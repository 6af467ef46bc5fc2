use std::env;
use std::net::SocketAddr;
use std::time::Duration;

use serde::{Deserialize, Serialize};

use crate::error::ConfigError;

/// Load .env file (silently ignores if missing).
pub fn load_dotenv() {
    dotenvy::dotenv().ok();
}

fn env_or(key: &str, default: &str) -> String {
    env::var(key).unwrap_or_else(|_| default.to_string())
}

fn env_opt(key: &str) -> Option<String> {
    env::var(key).ok().filter(|s| !s.is_empty())
}

/// Read a profiled env var: tries {PROFILE}_{KEY} first, falls back to {KEY}.
fn profiled_env_opt(profile: &str, key: &str) -> Option<String> {
    if !profile.is_empty() {
        let prefixed = format!("{}_{}", profile, key);
        if let Some(v) = env_opt(&prefixed) {
            return Some(v);
        }
    }
    env_opt(key)
}

fn profiled_env_or(profile: &str, key: &str, default: &str) -> String {
    profiled_env_opt(profile, key).unwrap_or_else(|| default.to_string())
}

fn profiled_env_u64(profile: &str, key: &str, default: u64) -> u64 {
    profiled_env_opt(profile, key)
        .and_then(|v| v.parse().ok())
        .unwrap_or(default)
}

fn profiled_env_bool(profile: &str, key: &str, default: bool) -> bool {
    match profiled_env_opt(profile, key) {
        Some(v) => matches!(v.to_ascii_lowercase().as_str(), "true" | "1" | "yes"),
        None => default,
    }
}

pub const PROFILE_ENV: &str = "TRAINING_OPERATOR_PROFILE";
pub const HEALTH_PROBE_BIND_ADDRESS: &str = "HEALTH_PROBE_BIND_ADDRESS";
pub const NAMESPACE: &str = "KUBEFLOW_NAMESPACE";
pub const ENABLE_GANG_SCHEDULING: &str = "ENABLE_GANG_SCHEDULING";
pub const SHUTDOWN_TIMEOUT_SECS: &str = "SHUTDOWN_TIMEOUT_SECS";

const DEFAULT_HEALTH_PROBE_BIND_ADDRESS: &str = "0.0.0.0:8081";
const DEFAULT_SHUTDOWN_TIMEOUT_SECS: u64 = 10;

// ── Operator config ───────────────────────────────────────────

/// Process-level settings for the operator, read from the environment.
///
/// Command-line flags are applied on top of this by the binary.
#[derive(Debug, Clone, Serialize, Deserialize)]
pub struct OperatorConfig {
    /// Active profile name (empty = default).
    pub profile: String,
    /// Address the /healthz and /readyz endpoints bind to.
    pub health_probe_bind_address: String,
    /// Namespace to watch for training jobs. `None` watches all namespaces.
    pub namespace: Option<String>,
    pub enable_gang_scheduling: bool,
    pub shutdown_timeout_secs: u64,
}

impl OperatorConfig {
    /// Build config from environment variables (call `load_dotenv()` first).
    /// Profile is read from `TRAINING_OPERATOR_PROFILE`. When set (e.g. `PROD`),
    /// every key is first looked up as `{PROFILE}_{KEY}`, falling back to `{KEY}`.
    pub fn from_env() -> Self {
        let profile = env_or(PROFILE_ENV, "").to_uppercase();
        Self::for_profile(&profile)
    }

    /// Build config for a specific named profile (empty string = default).
    pub fn for_profile(profile: &str) -> Self {
        let p = profile.to_uppercase();
        let p = p.as_str();
        Self {
            profile: p.to_string(),
            health_probe_bind_address: profiled_env_or(
                p,
                HEALTH_PROBE_BIND_ADDRESS,
                DEFAULT_HEALTH_PROBE_BIND_ADDRESS,
            ),
            namespace: profiled_env_opt(p, NAMESPACE),
            enable_gang_scheduling: profiled_env_bool(p, ENABLE_GANG_SCHEDULING, false),
            shutdown_timeout_secs: profiled_env_u64(
                p,
                SHUTDOWN_TIMEOUT_SECS,
                DEFAULT_SHUTDOWN_TIMEOUT_SECS,
            ),
        }
    }

    pub fn profile_label(&self) -> &str {
        if self.profile.is_empty() { "default" } else { &self.profile }
    }

    /// Check values that env parsing cannot reject on its own.
    pub fn validate(&self) -> Result<(), ConfigError> {
        self.health_probe_addr()?;
        if self.shutdown_timeout_secs == 0 {
            return Err(ConfigError::ZeroDuration {
                key: SHUTDOWN_TIMEOUT_SECS,
            });
        }
        Ok(())
    }

    pub fn health_probe_addr(&self) -> Result<SocketAddr, ConfigError> {
        self.health_probe_bind_address
            .parse()
            .map_err(|e: std::net::AddrParseError| ConfigError::InvalidBindAddress {
                key: HEALTH_PROBE_BIND_ADDRESS,
                address: self.health_probe_bind_address.clone(),
                reason: e.to_string(),
            })
    }

    pub fn shutdown_timeout(&self) -> Duration {
        Duration::from_secs(self.shutdown_timeout_secs)
    }

    /// Print a summary for startup logs.
    pub fn log_summary(&self) {
        tracing::info!("Config loaded (profile: {}):", self.profile_label());
        tracing::info!("  probes:      bind={}", self.health_probe_bind_address);
        tracing::info!(
            "  namespace:   {}",
            self.namespace.as_deref().unwrap_or("(all namespaces)")
        );
        tracing::info!("  gang:        enabled={}", self.enable_gang_scheduling);
        tracing::info!("  shutdown:    timeout={}s", self.shutdown_timeout_secs);
    }

    /// Return a JSON view of the effective settings.
    pub fn summary(&self) -> serde_json::Value {
        serde_json::json!({
            "profile": self.profile_label(),
            "health_probe_bind_address": self.health_probe_bind_address,
            "namespace": self.namespace,
            "enable_gang_scheduling": self.enable_gang_scheduling,
            "shutdown_timeout_secs": self.shutdown_timeout_secs,
        })
    }
}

*WORK ORDER*.
Please retype the data, matching it exactly.

*SOLVED PROBLEM*.
repository 6af467ef46bc5fc2
use std::env;
use std::net::SocketAddr;
use std::time::Duration;

use serde::{Deserialize, Serialize};

use crate::error::ConfigError;

/// Load .env file (silently ignores if missing).
pub fn load_dotenv() {
    dotenvy::dotenv().ok();
}

fn env_or(key: &str, default: &str) -> String {
    env::var(key).unwrap_or_else(|_| default.to_string())
}

fn env_opt(key: &str) -> Option<String> {
    env::var(key).ok().filter(|s| !s.is_empty())
}

/// Read a profiled env var: tries {PROFILE}_{KEY} first, falls back to {KEY}.
fn profiled_env_opt(profile: &str, key: &str) -> Option<String> {
    if !profile.is_empty() {
        let prefixed = format!("{}_{}", profile, key);
        if let Some(v) = env_opt(&prefixed) {
            return Some(v);
        }
    }
    env_opt(key)
}

fn profiled_env_or(profile: &str, key: &str, default: &str) -> String {
    profiled_env_opt(profile, key).unwrap_or_else(|| default.to_string())
}

fn profiled_env_u64(profile: &str, key: &str, default: u64) -> u64 {
    profiled_env_opt(profile, key)
        .and_then(|v| v.parse().ok())
        .unwrap_or(default)
}

fn profiled_env_bool(profile: &str, key: &str, default: bool) -> bool {
    match profiled_env_opt(profile, key) {
        Some(v) => matches!(v.to_ascii_lowercase().as_str(), "true" | "1" | "yes"),
        None => default,
    }
}

pub const PROFILE_ENV: &str = "TRAINING_OPERATOR_PROFILE";
pub const HEALTH_PROBE_BIND_ADDRESS: &str = "HEALTH_PROBE_BIND_ADDRESS";
pub const NAMESPACE: &str = "KUBEFLOW_NAMESPACE";
pub const ENABLE_GANG_SCHEDULING: &str = "ENABLE_GANG_SCHEDULING";
pub const SHUTDOWN_TIMEOUT_SECS: &str = "SHUTDOWN_TIMEOUT_SECS";

const DEFAULT_HEALTH_PROBE_BIND_ADDRESS: &str = "0.0.0.0:8081";
const DEFAULT_SHUTDOWN_TIMEOUT_SECS: u64 = 10;

// ── Operator config ───────────────────────────────────────────

/// Process-level settings for the operator, read from the environment.
///
/// Command-line flags are applied on top of this by the binary.
#[derive(Debug, Clone, Serialize, Deserialize)]
pub struct OperatorConfig {
    /// Active profile name (empty = default).
    pub profile: String,
    /// Address the /healthz and /readyz endpoints bind to.
    pub health_probe_bind_address: String,
    /// Namespace to watch for training jobs. `None` watches all namespaces.
    pub namespace: Option<String>,
    pub enable_gang_scheduling: bool,
    pub shutdown_timeout_secs: u64,
}

impl OperatorConfig {
    /// Build config from environment variables (call `load_dotenv()` first).
    /// Profile is read from `TRAINING_OPERATOR_PROFILE`. When set (e.g. `PROD`),
    /// every key is first looked up as `{PROFILE}_{KEY}`, falling back to `{KEY}`.
    pub fn from_env() -> Self {
        let profile = env_or(PROFILE_ENV, "").to_uppercase();
        Self::for_profile(&profile)
    }

    /// Build config for a specific named profile (empty string = default).
    pub fn for_profile(profile: &str) -> Self {
        let p = profile.to_uppercase();
        let p = p.as_str();
        Self {
            profile: p.to_string(),
            health_probe_bind_address: profiled_env_or(
                p,
                HEALTH_PROBE_BIND_ADDRESS,
                DEFAULT_HEALTH_PROBE_BIND_ADDRESS,
            ),
            namespace: profiled_env_opt(p, NAMESPACE),
            enable_gang_scheduling: profiled_env_bool(p, ENABLE_GANG_SCHEDULING, false),
            shutdown_timeout_secs: profiled_env_u64(
                p,
                SHUTDOWN_TIMEOUT_SECS,
                DEFAULT_SHUTDOWN_TIMEOUT_SECS,
            ),
        }
    }

    pub fn profile_label(&self) -> &str {
        if self.profile.is_empty() { "default" } else { &self.profile }
    }

    /// Check values that env parsing cannot reject on its own.
    pub fn validate(&self) -> Result<(), ConfigError> {
        self.health_probe_addr()?;
        if self.shutdown_timeout_secs == 0 {
            return Err(ConfigError::ZeroDuration {
                key: SHUTDOWN_TIMEOUT_SECS,
            });
        }
        Ok(())
    }

    pub fn health_probe_addr(&self) -> Result<SocketAddr, ConfigError> {
        self.health_probe_bind_address
            .parse()
            .map_err(|e: std::net::AddrParseError| ConfigError::InvalidBindAddress {
                key: HEALTH_PROBE_BIND_ADDRESS,
                address: self.health_probe_bind_address.clone(),
                reason: e.to_string(),
            })
    }

    pub fn shutdown_timeout(&self) -> Duration {
        Duration::from_secs(self.shutdown_timeout_secs)
    }

    /// Print a summary for startup logs.
    pub fn log_summary(&self) {
        tracing::info!("Config loaded (profile: {}):", self.profile_label());
        tracing::info!("  probes:      bind={}", self.health_probe_bind_address);
        tracing::info!(
            "  namespace:   {}",
            self.namespace.as_deref().unwrap_or("(all namespaces)")
        );
        tracing::info!("  gang:        enabled={}", self.enable_gang_scheduling);
        tracing::info!("  shutdown:    timeout={}s", self.shutdown_timeout_secs);
    }

    /// Return a JSON view of the effective settings.
    pub fn summary(&self) -> serde_json::Value {
        serde_json::json!({
            "profile": self.profile_label(),
            "health_probe_bind_address": self.health_probe_bind_address,
            "namespace": self.namespace,
            "enable_gang_scheduling": self.enable_gang_scheduling,
            "shutdown_timeout_secs": self.shutdown_timeout_secs,
        })
    }
}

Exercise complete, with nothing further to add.